▶ **What to produce**
Copy each line of the entries that contains the word "push".

[Stored items]

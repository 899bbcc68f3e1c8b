//! Fake Elasticsearch REST API for adapter tests.
//!
//! Spins up a minimal `axum` server on a random port bound to 127.0.0.1.
//! Serves the handful of endpoints the store adapter calls:
//! - `HEAD /{index}`, `PUT /{index}`
//! - `PUT /{index}/_doc/{id}`, `DELETE /{index}/_doc/{id}`
//! - `POST /{index}/_search` (match query or terms aggregation)
//! - `GET /{index}/_count`
//!
//! Every request's `Authorization` header is recorded so tests can check the
//! credentials the adapter sends.

use axum::{
    extract::{Path, State},
    http::{HeaderMap, StatusCode},
    routing::{get, post, put},
    Json, Router,
};
use serde_json::{json, Value};
use std::collections::{BTreeMap, HashMap};
use std::net::SocketAddr;
use std::sync::Arc;
use tokio::sync::Mutex;

#[derive(Default)]
struct FakeState {
    indices: HashMap<String, BTreeMap<String, Value>>,
    authorization: Vec<Option<String>>,
}

type Shared = Arc<Mutex<FakeState>>;
type Reply = (StatusCode, Json<Value>);

/// Handle to the running fake server.
pub struct FakeElasticsearch {
    addr: SocketAddr,
    state: Shared,
}

impl FakeElasticsearch {
    pub async fn start() -> Self {
        let state: Shared = Arc::new(Mutex::new(FakeState::default()));

        let app = Router::new()
            .route("/:index", put(create_index).head(index_exists))
            .route("/:index/_doc/:id", put(index_document).delete(delete_document))
            .route("/:index/_search", post(search))
            .route("/:index/_count", get(count))
            .with_state(state.clone());

        let server = axum::Server::bind(&SocketAddr::from(([127, 0, 0, 1], 0))).serve(app.into_make_service());
        let addr = server.local_addr();
        tokio::spawn(server);

        Self { addr, state }
    }

    pub fn base_url(&self) -> String {
        format!("http://{}", self.addr)
    }

    /// `Authorization` header of every request received so far.
    pub async fn authorization_headers(&self) -> Vec<Option<String>> {
        self.state.lock().await.authorization.clone()
    }

    pub async fn document(&self, index: &str, id: &str) -> Option<Value> {
        self.state.lock().await.indices.get(index).and_then(|docs| docs.get(id)).cloned()
    }
}

// ---------------------------------------------------------------------------
// Route handlers
// ---------------------------------------------------------------------------

fn record(state: &mut FakeState, headers: &HeaderMap) {
    let auth = headers
        .get("authorization")
        .and_then(|v| v.to_str().ok())
        .map(|v| v.to_string());
    state.authorization.push(auth);
}

fn no_such_index(index: &str) -> Reply {
    (
        StatusCode::NOT_FOUND,
        Json(json!({
            "error": {
                "root_cause": [{ "type": "index_not_found_exception", "reason": format!("no such index [{}]", index) }],
                "type": "index_not_found_exception",
                "reason": format!("no such index [{}]", index),
                "index": index
            },
            "status": 404
        })),
    )
}

async fn index_exists(State(state): State<Shared>, Path(index): Path<String>, headers: HeaderMap) -> StatusCode {
    let mut state = state.lock().await;
    record(&mut state, &headers);
    if state.indices.contains_key(&index) {
        StatusCode::OK
    } else {
        StatusCode::NOT_FOUND
    }
}

async fn create_index(State(state): State<Shared>, Path(index): Path<String>, headers: HeaderMap) -> Reply {
    let mut state = state.lock().await;
    record(&mut state, &headers);
    if state.indices.contains_key(&index) {
        return (
            StatusCode::BAD_REQUEST,
            Json(json!({
                "error": {
                    "type": "resource_already_exists_exception",
                    "reason": format!("index [{}] already exists", index)
                },
                "status": 400
            })),
        );
    }
    state.indices.insert(index.clone(), BTreeMap::new());
    (
        StatusCode::OK,
        Json(json!({ "acknowledged": true, "shards_acknowledged": true, "index": index })),
    )
}

async fn index_document(
    State(state): State<Shared>,
    Path((index, id)): Path<(String, String)>,
    headers: HeaderMap,
    Json(body): Json<Value>,
) -> Reply {
    let mut state = state.lock().await;
    record(&mut state, &headers);
    let previous = state.indices.entry(index.clone()).or_default().insert(id.clone(), body);
    let (status, result) = match previous {
        Some(_) => (StatusCode::OK, "updated"),
        None => (StatusCode::CREATED, "created"),
    };
    (status, Json(json!({ "_index": index, "_id": id, "result": result })))
}

async fn delete_document(
    State(state): State<Shared>,
    Path((index, id)): Path<(String, String)>,
    headers: HeaderMap,
) -> Reply {
    let mut state = state.lock().await;
    record(&mut state, &headers);
    let Some(docs) = state.indices.get_mut(&index) else {
        return no_such_index(&index);
    };
    match docs.remove(&id) {
        Some(_) => (StatusCode::OK, Json(json!({ "_index": index, "_id": id, "result": "deleted" }))),
        None => (
            StatusCode::NOT_FOUND,
            Json(json!({ "_index": index, "_id": id, "result": "not_found" })),
        ),
    }
}

async fn search(
    State(state): State<Shared>,
    Path(index): Path<String>,
    headers: HeaderMap,
    Json(body): Json<Value>,
) -> Reply {
    let mut state = state.lock().await;
    record(&mut state, &headers);
    let Some(docs) = state.indices.get(&index) else {
        return no_such_index(&index);
    };

    if let Some(field) = body.pointer("/aggs/facet/terms/field").and_then(Value::as_str) {
        let field = field.trim_end_matches(".keyword");
        let mut counts: BTreeMap<String, u64> = BTreeMap::new();
        for doc in docs.values() {
            if let Some(key) = doc.get(field).and_then(Value::as_str) {
                *counts.entry(key.to_string()).or_default() += 1;
            }
        }
        let mut buckets: Vec<(String, u64)> = counts.into_iter().collect();
        buckets.sort_by(|a, b| b.1.cmp(&a.1));
        let buckets: Vec<Value> = buckets
            .into_iter()
            .map(|(key, doc_count)| json!({ "key": key, "doc_count": doc_count }))
            .collect();
        return (
            StatusCode::OK,
            Json(json!({
                "hits": { "total": { "value": docs.len() }, "hits": [] },
                "aggregations": { "facet": { "doc_count_error_upper_bound": 0, "buckets": buckets } }
            })),
        );
    }

    let Some((field, wanted)) = body
        .pointer("/query/match")
        .and_then(Value::as_object)
        .and_then(|m| m.iter().next())
        .map(|(f, v)| (f.clone(), v.as_str().unwrap_or_default().to_lowercase()))
    else {
        return (
            StatusCode::BAD_REQUEST,
            Json(json!({ "error": { "type": "parsing_exception", "reason": "unsupported query" }, "status": 400 })),
        );
    };

    let hits: Vec<Value> = docs
        .iter()
        .filter(|(_, doc)| {
            doc.get(&field)
                .and_then(Value::as_str)
                .map(|v| v.to_lowercase() == wanted)
                .unwrap_or(false)
        })
        .map(|(id, doc)| json!({ "_index": index, "_id": id, "_score": 1.0, "_source": doc }))
        .collect();

    (
        StatusCode::OK,
        Json(json!({ "hits": { "total": { "value": hits.len() }, "max_score": 1.0, "hits": hits } })),
    )
}

async fn count(State(state): State<Shared>, Path(index): Path<String>, headers: HeaderMap) -> Reply {
    let mut state = state.lock().await;
    record(&mut state, &headers);
    match state.indices.get(&index) {
        Some(docs) => (StatusCode::OK, Json(json!({ "count": docs.len() }))),
        None => no_such_index(&index),
    }
}
//! Incremental locator for diagnostics: `$['properties']['x']['oneOf'][1]`.

use std::fmt;

#[derive(Debug, Clone, PartialEq, Eq)]
enum Segment {
    Key(String),
    Index(usize),
}

#[derive(Debug, Clone, Default, PartialEq, Eq)]
pub struct SchemaPath {
    segments: Vec<Segment>,
}

impl SchemaPath {
    pub fn root() -> Self {
        Self::default()
    }
    pub fn key(&self, key: impl Into<String>) -> Self {
        let mut out = self.clone();
        out.segments.push(Segment::Key(key.into()));
        out
    }
    pub fn index(&self, index: usize) -> Self {
        let mut out = self.clone();
        out.segments.push(Segment::Index(index));
        out
    }
    pub fn depth(&self) -> usize {
        self.segments.len()
    }
}

impl fmt::Display for SchemaPath {
    fn fmt(&self, f: &mut fmt::Formatter<'_>) -> fmt::Result {
        f.write_str("$")?;
        for segment in &self.segments {
            match segment {
                Segment::Key(key) => write!(f, "['{key}']")?,
                Segment::Index(index) => write!(f, "[{index}]")?,
            }
        }
        Ok(())
    }
}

▶ **Written response**
    state.authorization.push(auth);
        out.segments.push(Segment::Key(key.into()));
        out.segments.push(Segment::Index(index));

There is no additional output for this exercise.